In this too-busy week, I've been finding time to dip into Lovecraft's letters. Dipping is the only sensible approach; spend too much time with Lovecraft and his less palatable side (thoroughgoing racism) starts to show. But a bit at a time, and skimmed for commentary on writers, writing, and horror, they can be quite rewarding.

Today I'll simply share a passage from a letter Lovecraft sent to Frank Belknap Long on May 3, 1922:
To me Poe is the apex of fantastic art--there was in him a vast and cosmic vision which no imitator has been able to parallel. It is no wonder that his work was totally devoid of the sensual, because his dominant excitant lay outside the domain of human relationships altogether. His was the true awe of the atom in the presence of the infinite--the essentially intellectual wonder of one who looks out upon the whirling, grotesque, and unfathomable abysses which engulf the entire world, yet of which the sensually-minded are utterly unconscious.
Later in the letter, Lovecraft hedges--but only a bit:
There may be something rather sophomoric in my intense and unalterable devotion to Poe; a devotion which has lasted for some twenty-five years without diminution; but I do not think it is so far amiss as the average ultra-modern would hasten to pronounce it.
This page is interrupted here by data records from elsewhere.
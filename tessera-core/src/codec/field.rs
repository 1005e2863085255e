//! Field types the codec can persist.
//!
//! Scalars map onto a single [`Value`]; `Vec<T>` is a repeated field;
//! `BTreeMap<K, V>` is a map field flattened into `name.key` properties.
//! `Option<T>` and `Box<T>` are pointer kinds and are rejected when a
//! record type is registered.

use std::collections::BTreeMap;
use std::fmt;

use chrono::{DateTime, Utc};

use crate::key::Key;
use crate::value::Value;

/// Raw byte sequence. Never indexed and never treated as a repeated field.
#[derive(Debug, Clone, PartialEq, Eq, Hash, Default)]
pub struct Blob(pub Vec<u8>);

impl From<Vec<u8>> for Blob {
    fn from(bytes: Vec<u8>) -> Self {
        Blob(bytes)
    }
}

/// Shape of a field type, inspected once at registration.
#[derive(Debug, Clone, PartialEq, Eq)]
pub enum FieldKind {
    Int,
    Float,
    Bool,
    Text,
    Bytes,
    Time,
    Key,
    Repeated(Box<FieldKind>),
    Map { text_keys: bool, value: Box<FieldKind> },
    Pointer(Box<FieldKind>),
}

impl FieldKind {
    pub fn contains_pointer(&self) -> bool {
        match self {
            FieldKind::Pointer(_) => true,
            FieldKind::Repeated(inner) => inner.contains_pointer(),
            FieldKind::Map { value, .. } => value.contains_pointer(),
            _ => false,
        }
    }

    pub fn is_composite(&self) -> bool {
        matches!(
            self,
            FieldKind::Repeated(_) | FieldKind::Map { .. } | FieldKind::Pointer(_)
        )
    }
}

impl fmt::Display for FieldKind {
    fn fmt(&self, f: &mut fmt::Formatter<'_>) -> fmt::Result {
        match self {
            FieldKind::Int => f.write_str("int"),
            FieldKind::Float => f.write_str("float"),
            FieldKind::Bool => f.write_str("bool"),
            FieldKind::Text => f.write_str("text"),
            FieldKind::Bytes => f.write_str("bytes"),
            FieldKind::Time => f.write_str("time"),
            FieldKind::Key => f.write_str("key"),
            FieldKind::Repeated(inner) => write!(f, "[]{}", inner),
            FieldKind::Map { text_keys, value } => {
                let key = if *text_keys { "text" } else { "int" };
                write!(f, "map[{}]{}", key, value)
            }
            FieldKind::Pointer(inner) => write!(f, "*{}", inner),
        }
    }
}

/// One value produced by a field; `suffix` carries the map key for map fields.
#[derive(Debug, Clone, PartialEq)]
pub struct Saved {
    pub suffix: Option<String>,
    pub value: Value,
}

impl Saved {
    fn plain(value: Value) -> Self {
        Self {
            suffix: None,
            value,
        }
    }
}

/// A record field the codec can save and load.
pub trait FieldValue: Default + Send + Sync + 'static {
    fn kind() -> FieldKind;

    /// True when the value equals the type's zero value.
    fn is_zero(&self) -> bool;

    fn save(&self, out: &mut Vec<Saved>);

    /// Load one incoming value. On a type mismatch the value is handed back.
    fn load(&mut self, suffix: Option<&str>, value: Value) -> Result<(), Value>;
}

macro_rules! int_field {
    ($($ty:ty),*) => {$(
        impl FieldValue for $ty {
            fn kind() -> FieldKind {
                FieldKind::Int
            }

            fn is_zero(&self) -> bool {
                *self == 0
            }

            fn save(&self, out: &mut Vec<Saved>) {
                out.push(Saved::plain(Value::Int(i64::from(*self))));
            }

            fn load(&mut self, _suffix: Option<&str>, value: Value) -> Result<(), Value> {
                match value {
                    Value::Int(v) => {
                        *self = <$ty>::try_from(v).map_err(|_| Value::Int(v))?;
                        Ok(())
                    }
                    other => Err(other),
                }
            }
        }
    )*};
}

int_field!(i64, i32, i16, i8, u32, u16);

impl FieldValue for f64 {
    fn kind() -> FieldKind {
        FieldKind::Float
    }

    fn is_zero(&self) -> bool {
        *self == 0.0
    }

    fn save(&self, out: &mut Vec<Saved>) {
        out.push(Saved::plain(Value::Float(*self)));
    }

    fn load(&mut self, _suffix: Option<&str>, value: Value) -> Result<(), Value> {
        match value {
            Value::Float(v) => {
                *self = v;
                Ok(())
            }
            other => Err(other),
        }
    }
}

impl FieldValue for f32 {
    fn kind() -> FieldKind {
        FieldKind::Float
    }

    fn is_zero(&self) -> bool {
        *self == 0.0
    }

    fn save(&self, out: &mut Vec<Saved>) {
        out.push(Saved::plain(Value::Float(f64::from(*self))));
    }

    fn load(&mut self, _suffix: Option<&str>, value: Value) -> Result<(), Value> {
        match value {
            Value::Float(v) => {
                *self = v as f32;
                Ok(())
            }
            other => Err(other),
        }
    }
}

impl FieldValue for bool {
    fn kind() -> FieldKind {
        FieldKind::Bool
    }

    fn is_zero(&self) -> bool {
        !*self
    }

    fn save(&self, out: &mut Vec<Saved>) {
        out.push(Saved::plain(Value::Bool(*self)));
    }

    fn load(&mut self, _suffix: Option<&str>, value: Value) -> Result<(), Value> {
        match value {
            Value::Bool(v) => {
                *self = v;
                Ok(())
            }
            other => Err(other),
        }
    }
}

impl FieldValue for String {
    fn kind() -> FieldKind {
        FieldKind::Text
    }

    fn is_zero(&self) -> bool {
        self.is_empty()
    }

    fn save(&self, out: &mut Vec<Saved>) {
        out.push(Saved::plain(Value::Text(self.clone())));
    }

    fn load(&mut self, _suffix: Option<&str>, value: Value) -> Result<(), Value> {
        match value {
            Value::Text(v) => {
                *self = v;
                Ok(())
            }
            other => Err(other),
        }
    }
}

impl FieldValue for Blob {
    fn kind() -> FieldKind {
        FieldKind::Bytes
    }

    fn is_zero(&self) -> bool {
        self.0.is_empty()
    }

    fn save(&self, out: &mut Vec<Saved>) {
        out.push(Saved::plain(Value::Bytes(self.0.clone())));
    }

    fn load(&mut self, _suffix: Option<&str>, value: Value) -> Result<(), Value> {
        match value {
            Value::Bytes(v) => {
                self.0 = v;
                Ok(())
            }
            other => Err(other),
        }
    }
}

impl FieldValue for DateTime<Utc> {
    fn kind() -> FieldKind {
        FieldKind::Time
    }

    fn is_zero(&self) -> bool {
        *self == DateTime::<Utc>::default()
    }

    fn save(&self, out: &mut Vec<Saved>) {
        out.push(Saved::plain(Value::Time(*self)));
    }

    fn load(&mut self, _suffix: Option<&str>, value: Value) -> Result<(), Value> {
        match value {
            Value::Time(v) => {
                *self = v;
                Ok(())
            }
            other => Err(other),
        }
    }
}

impl FieldValue for Key {
    fn kind() -> FieldKind {
        FieldKind::Key
    }

    fn is_zero(&self) -> bool {
        *self == Key::default()
    }

    fn save(&self, out: &mut Vec<Saved>) {
        out.push(Saved::plain(Value::Key(self.clone())));
    }

    fn load(&mut self, _suffix: Option<&str>, value: Value) -> Result<(), Value> {
        match value {
            Value::Key(v) => {
                *self = v;
                Ok(())
            }
            other => Err(other),
        }
    }
}

impl<T: FieldValue> FieldValue for Vec<T> {
    fn kind() -> FieldKind {
        FieldKind::Repeated(Box::new(T::kind()))
    }

    fn is_zero(&self) -> bool {
        self.is_empty()
    }

    fn save(&self, out: &mut Vec<Saved>) {
        for item in self {
            item.save(out);
        }
    }

    fn load(&mut self, suffix: Option<&str>, value: Value) -> Result<(), Value> {
        let mut item = T::default();
        item.load(suffix, value)?;
        self.push(item);
        Ok(())
    }
}

/// Key type of a map field.
pub trait MapKey: Ord + Send + Sync + 'static {
    /// Only text-keyed maps pass registration.
    fn is_text() -> bool;
    fn to_suffix(&self) -> String;
    fn from_suffix(raw: &str) -> Option<Self>
    where
        Self: Sized;
}

impl MapKey for String {
    fn is_text() -> bool {
        true
    }

    fn to_suffix(&self) -> String {
        self.clone()
    }

    fn from_suffix(raw: &str) -> Option<Self> {
        Some(raw.to_string())
    }
}

impl MapKey for i64 {
    fn is_text() -> bool {
        false
    }

    fn to_suffix(&self) -> String {
        self.to_string()
    }

    fn from_suffix(raw: &str) -> Option<Self> {
        raw.parse().ok()
    }
}

impl<K: MapKey, V: FieldValue> FieldValue for BTreeMap<K, V> {
    fn kind() -> FieldKind {
        FieldKind::Map {
            text_keys: K::is_text(),
            value: Box::new(V::kind()),
        }
    }

    fn is_zero(&self) -> bool {
        self.is_empty()
    }

    fn save(&self, out: &mut Vec<Saved>) {
        for (key, value) in self {
            let start = out.len();
            value.save(out);
            for saved in &mut out[start..] {
                saved.suffix = Some(key.to_suffix());
            }
        }
    }

    fn load(&mut self, suffix: Option<&str>, value: Value) -> Result<(), Value> {
        let Some(key) = suffix.and_then(K::from_suffix) else {
            return Err(value);
        };
        self.entry(key).or_default().load(None, value)
    }
}

impl<T: FieldValue> FieldValue for Option<T> {
    fn kind() -> FieldKind {
        FieldKind::Pointer(Box::new(T::kind()))
    }

    fn is_zero(&self) -> bool {
        self.is_none()
    }

    fn save(&self, out: &mut Vec<Saved>) {
        if let Some(inner) = self {
            inner.save(out);
        }
    }

    fn load(&mut self, suffix: Option<&str>, value: Value) -> Result<(), Value> {
        self.get_or_insert_with(T::default).load(suffix, value)
    }
}

impl<T: FieldValue> FieldValue for Box<T> {
    fn kind() -> FieldKind {
        FieldKind::Pointer(Box::new(T::kind()))
    }

    fn is_zero(&self) -> bool {
        self.as_ref().is_zero()
    }

    fn save(&self, out: &mut Vec<Saved>) {
        self.as_ref().save(out);
    }

    fn load(&mut self, suffix: Option<&str>, value: Value) -> Result<(), Value> {
        self.as_mut().load(suffix, value)
    }
}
Poe was beyond anything this age can produce, and is so far America's sole contribution to the general current of world literature. He is the father of most of the redeeming features of decadent literature, and differs from the actual decadents in that they have failed to comprehend the magnificent and ultra-human point of view on which his unique writings are based.
It does remain fascinating how, after all these years, Poe remains sui generis. What other minds, for good or bad, have we seen like his?